O ideal católico do autocontrole racional e social

Deus nos fez à Sua imagem e semelhança, para sermos “senhores” de nós mesmos, para sermos “reis” (“real”, “regale”) da criação, para autodeterminarmos à luz das idéias reais e verdadeiras (da “verdade”, que descobrimos “na natureza”). Para sermos senhores de nós mesmos e da criação o caminho é pautar as decisões pela verdade, pelas idéias reais, geradas na interação das consciências com a realidade e das consciências entre si (comunhão). Ser livre, autodeterminar-se, é pautar (regrar) os atos, a vida, de acordo com as próprias idéias, a própria consciência. A consciência, no entanto, deve ser formada, para elaborar idéias hauridas da realidade, em adequação à realidade. A liberdade é um processo histórico, de libertação, de ampliação da autonomia humana.

O autocontrole é o governo de si mesmo. Na Bíblia, no “Novo Testamento”, há o elogio do autocontrole, que é a autodeterminação, o autogoverno, a autonomia, a autarquia, a autodeterminação, a libertação. Em grego, o autocontrole é designado pela palavra “egkráteia”, que é uma palavra composta de outras duas palavras gregas, “ego” (eu) e “kráteia” (poder, controle), autogoverno. Somos destinados ao autogoverno pessoal e social. Na Bíblia, este ponto está em claro nos versículos At 24,25; Gal 5,23; II Pe 1,6; I Cor 7,9; I Cor 9,25; Tit 1,8; e outros, que citarei mais adiante.

Autocontrole aparece como substantivo “(“egkráteia”), como verbo (“egkrateúomai”) e como adjetivo (“egkrates”). Está também em Prov 25,28: “como cidade derrubada, que não tem muros, assim é o homem que não tem domínio próprio”). São Paulo, ao conversar com Félix, um governador romano, destacou, como marcas características do cristianismo, da doutrina de Cristo, “a justiça” e “o domínio próprio” (cf. At 24,25). De fato, a justiça é o conjunto das idéias práticas (regras), verdadeiras e sociais da sociedade para o autocontrole social, à imagem do autocontrole pessoal pelas idéias da própria consciência (“ego”).

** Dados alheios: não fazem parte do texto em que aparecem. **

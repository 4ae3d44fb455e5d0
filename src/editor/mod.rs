//! Viewing/Editing state for the active document.
//!
//! There is no autosave and no draft persistence: leaving Editing by any path
//! other than save drops the buffer.

use crate::gateway::DocumentPatch;
use crate::model::{Attachment, DocId, Document, EDITED_NOW_LABEL};

#[derive(Debug, Clone, PartialEq, Eq)]
pub struct EditBuffer {
    pub doc_id: DocId,
    pub title: String,
    pub content: String,
    pub attachments: Vec<Attachment>,
    original_title: String,
    original_content: String,
    original_attachments: Vec<Attachment>,
}

impl EditBuffer {
    fn from_document(doc: &Document) -> Self {
        Self {
            doc_id: doc.id.clone(),
            title: doc.title.clone(),
            content: doc.content.clone(),
            attachments: doc.attachments.clone(),
            original_title: doc.title.clone(),
            original_content: doc.content.clone(),
            original_attachments: doc.attachments.clone(),
        }
    }

    pub fn is_dirty(&self) -> bool {
        self.title != self.original_title
            || self.content != self.original_content
            || self.attachments != self.original_attachments
    }

    pub fn into_patch(self) -> DocumentPatch {
        DocumentPatch {
            title: Some(self.title),
            content: Some(self.content),
            attachments: Some(self.attachments),
            date: Some(EDITED_NOW_LABEL.to_owned()),
            ..DocumentPatch::default()
        }
    }
}

#[derive(Debug, Clone, Default, PartialEq, Eq)]
pub enum EditorState {
    #[default]
    Viewing,
    Editing(EditBuffer),
}

impl EditorState {
    pub fn start(&mut self, doc: &Document) {
        self.discard("editing another document");
        *self = EditorState::Editing(EditBuffer::from_document(doc));
    }

    pub fn is_editing(&self) -> bool {
        matches!(self, EditorState::Editing(_))
    }

    pub fn editing_doc(&self) -> Option<&DocId> {
        self.buffer().map(|buffer| &buffer.doc_id)
    }

    pub fn buffer(&self) -> Option<&EditBuffer> {
        match self {
            EditorState::Editing(buffer) => Some(buffer),
            EditorState::Viewing => None,
        }
    }

    pub fn buffer_mut(&mut self) -> Option<&mut EditBuffer> {
        match self {
            EditorState::Editing(buffer) => Some(buffer),
            EditorState::Viewing => None,
        }
    }

    /// Leaves Editing and hands the buffer over for committing.
    pub fn finish(&mut self) -> Option<EditBuffer> {
        match std::mem::take(self) {
            EditorState::Editing(buffer) => Some(buffer),
            EditorState::Viewing => None,
        }
    }

    /// Drops any in-progress edit. Returns whether unsaved changes were lost.
    pub fn discard(&mut self, reason: &str) -> bool {
        let Some(buffer) = self.finish() else {
            return false;
        };
        let dirty = buffer.is_dirty();
        if dirty {
            tracing::debug!(doc = %buffer.doc_id, reason, "discarding unsaved edits");
        }
        dirty
    }
}
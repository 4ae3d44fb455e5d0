use std::fs;
use std::path::PathBuf;
use std::sync::Arc;
use std::time::Duration;

use anyhow::{bail, Context, Result};
use crossbeam_channel::Receiver;
use rusqlite::config::DbConfig;
use rusqlite::types::{Type, Value};
use rusqlite::{params, params_from_iter, Connection, OptionalExtension, Row};
use serde::de::DeserializeOwned;

use super::{schema, ChangeEvent, ChangeFeed, DocumentPatch, FolderPatch, Gateway, Table};
use crate::config::GatewayOptions;
use crate::model::{DocId, Document, Folder, FolderId};

const FOLDER_COLUMNS: &str = "id, title, icon, color, parent_id, sort_order, created_at";
const DOC_COLUMNS: &str = "id, parent_id, title, content, date, tags, icon, color, cover, \
                           is_locked, is_hidden, attachments, created_at";

/// SQLite-backed gateway. Each call opens its own connection, so clones can
/// be moved onto worker threads freely.
#[derive(Clone)]
pub struct SqliteGateway {
    db_path: Arc<PathBuf>,
    options: Arc<GatewayOptions>,
    feed: Arc<ChangeFeed>,
}

impl SqliteGateway {
    pub fn open(options: &GatewayOptions) -> Result<Self> {
        let db_path = &options.database_path;
        if let Some(parent) = db_path.parent() {
            fs::create_dir_all(parent)
                .with_context(|| format!("creating data directory {}", parent.display()))?;
        }
        fs::create_dir_all(&options.blob_dir)
            .with_context(|| format!("creating blob directory {}", options.blob_dir.display()))?;
        let conn = Connection::open(db_path)
            .with_context(|| format!("opening database {}", db_path.display()))?;
        prepare_connection(&conn, options)?;
        schema::apply(&conn)?;
        tracing::debug!(path = %db_path.display(), "sqlite gateway ready");
        Ok(Self {
            db_path: Arc::new(db_path.clone()),
            options: Arc::new(options.clone()),
            feed: Arc::new(ChangeFeed::default()),
        })
    }

    pub fn connect(&self) -> Result<Connection> {
        let conn = Connection::open(&*self.db_path)
            .with_context(|| format!("opening database {}", self.db_path.display()))?;
        prepare_connection(&conn, &self.options)?;
        Ok(conn)
    }

    pub fn with_connection<F, T>(&self, f: F) -> Result<T>
    where
        F: FnOnce(&Connection) -> Result<T>,
    {
        let conn = self.connect()?;
        f(&conn)
    }

    fn fetch_folder(conn: &Connection, id: &FolderId) -> Result<Option<Folder>> {
        let sql = format!("SELECT {FOLDER_COLUMNS} FROM folders WHERE id = ?1");
        conn.query_row(&sql, [id.as_str()], folder_from_row)
            .optional()
            .with_context(|| format!("fetching folder {id}"))
    }

    fn fetch_document(conn: &Connection, id: &DocId) -> Result<Option<Document>> {
        let sql = format!("SELECT {DOC_COLUMNS} FROM docs WHERE id = ?1");
        conn.query_row(&sql, [id.as_str()], document_from_row)
            .optional()
            .with_context(|| format!("fetching document {id}"))
    }

    fn blob_path(&self, key: &str) -> PathBuf {
        let sanitized: String = key
            .chars()
            .map(|ch| {
                if ch.is_alphanumeric() || matches!(ch, '-' | '_' | '.' | '/') {
                    ch
                } else {
                    '_'
                }
            })
            .collect();
        let mut path = self.options.blob_dir.clone();
        for segment in sanitized.split('/').filter(|s| !s.is_empty() && *s != "..") {
            path.push(segment);
        }
        path
    }
}
use unicode_width::{UnicodeWidthChar, UnicodeWidthStr};

use super::child_folders_of;
use crate::model::FolderId;
use crate::store::HierarchyStore;

const INDENT: &str = "  ";

#[derive(Debug, Clone, PartialEq, Eq)]
pub struct TreeRow {
    pub id: FolderId,
    pub title: String,
    pub icon: String,
    pub depth: usize,
    pub expanded: bool,
    pub active: bool,
    pub has_children: bool,
}

/// Depth-first rows for the sidebar. Only expanded roots contribute their
/// subfolders; the hierarchy never goes past depth 1.
pub fn tree_rows<F>(store: &HierarchyStore, is_expanded: F, active: Option<&FolderId>) -> Vec<TreeRow>
where
    F: Fn(&FolderId) -> bool,
{
    let mut rows = Vec::new();
    for root in child_folders_of(store, None) {
        let children = child_folders_of(store, Some(&root.id));
        let expanded = is_expanded(&root.id);
        rows.push(TreeRow {
            id: root.id.clone(),
            title: root.title.clone(),
            icon: root.icon.clone(),
            depth: 0,
            expanded,
            active: active == Some(&root.id),
            has_children: !children.is_empty(),
        });
        if !expanded {
            continue;
        }
        for child in children {
            rows.push(TreeRow {
                id: child.id.clone(),
                title: child.title.clone(),
                icon: child.icon.clone(),
                depth: 1,
                expanded: is_expanded(&child.id),
                active: active == Some(&child.id),
                has_children: false,
            });
        }
    }
    rows
}

pub fn render_tree(rows: &[TreeRow], max_title_width: usize) -> String {
    rows.iter()
        .map(|row| {
            let marker = match (row.has_children, row.expanded) {
                (true, true) => "▾",
                (true, false) => "▸",
                (false, _) => "•",
            };
            let mut line = format!(
                "{}{} {}",
                INDENT.repeat(row.depth),
                marker,
                truncate_to_width(&row.title, max_title_width)
            );
            if row.active {
                line.push_str(" *");
            }
            line
        })
        .collect::<Vec<_>>()
        .join("\n")
}

fn truncate_to_width(text: &str, max: usize) -> String {
    if max == 0 || text.width() <= max {
        return text.to_owned();
    }
    let mut out = String::new();
    let mut used = 0;
    for ch in text.chars() {
        let w = ch.width().unwrap_or(0);
        if used + w + 1 > max {
            break;
        }
        used += w;
        out.push(ch);
    }
    out.push('…');
    out
}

O autocontrole é obtido pela ascese, pelo exercício (ascese significa exercício). Assim, São Paulo dá o exemplo do atleta que se exercita: “todo atleta em tudo se domina [a si mesmo]; aqueles para alcançar uma coroa corruptível; nós, porém, a incorruptível” (cf. I Co 9,25). O autocontrole aparece também na Bíblia, com os termos “moderação”, “temperança”, “fortaleza”, “continência”. Para resumir tudo, São Pedro ensina que a participação na natureza divina ocorre pela prática das virtudes, que se completam, especialmente o “autocontrole” (cf. II Ped 1,4-7).

O autocontrole é a realização de nossa natureza, é a libertação. A libertação é o processo de libertação, de purificação (“kátharsis”), de glorificação, que é eterno, um processo eterno (cf. II Cor 3,18), dado que, sendo feitos à imagem de Deus, nunca poderemos atingir a plenitude de nossa natureza, que melhorará na medida em que seu pautar pelo exemplo da natureza dinâmica de Deus, que é Pura Vida, Amor, Ato Puro. O tema da purificação é o tema da perfeição. Os estóicos redigiram exercícios espirituais, tal como fizeram os órficos, os pitagóricos e os autores dos textos atribuídos a Hermes Trimegisto (textos acolhidos com carinho pelos Santos Padres). Empédocles escreveu o livro “Purificações” (“Katharmoí”). Este tema foi tratado por Platão, no livro “Fédon” (67c), como um processo de ascese, de aperfeiçoamento. Na Igreja, há, por exemplo, o livro “Exercícios espirituais”, de Santo Inácio, mas as ideias deste livro estão também presentes em várias Ordens e na Tradição. 

Num bom paralelismo histórico, Frederico Engels escreveu: “a liberdade consiste, pois, em nos dominarmos a nós mesmos e a natureza exterior, domínio esse baseado no conhecimento das necessidades [das leis) da natureza”. É a mesma lição de Aristóteles, dos estóicos, dos confucianos, dos budistas, do taoísmo e do cristianismo. A frase de Cristo resume tudo: “conhecerei a verdade e a verdade vos tornará livres” (cf. Jo 8,32).

A autonomia (a libertação) de cada pessoa é o ideal cristão. A sociedade, para ser estruturada de acordo com a dignidade humana (a estrutura antropológica humana) deve ser uma comunhão, uma Comunidade de pessoas livres, libertas, autônomas, que planejam juntas, pelo diálogo, a vida social.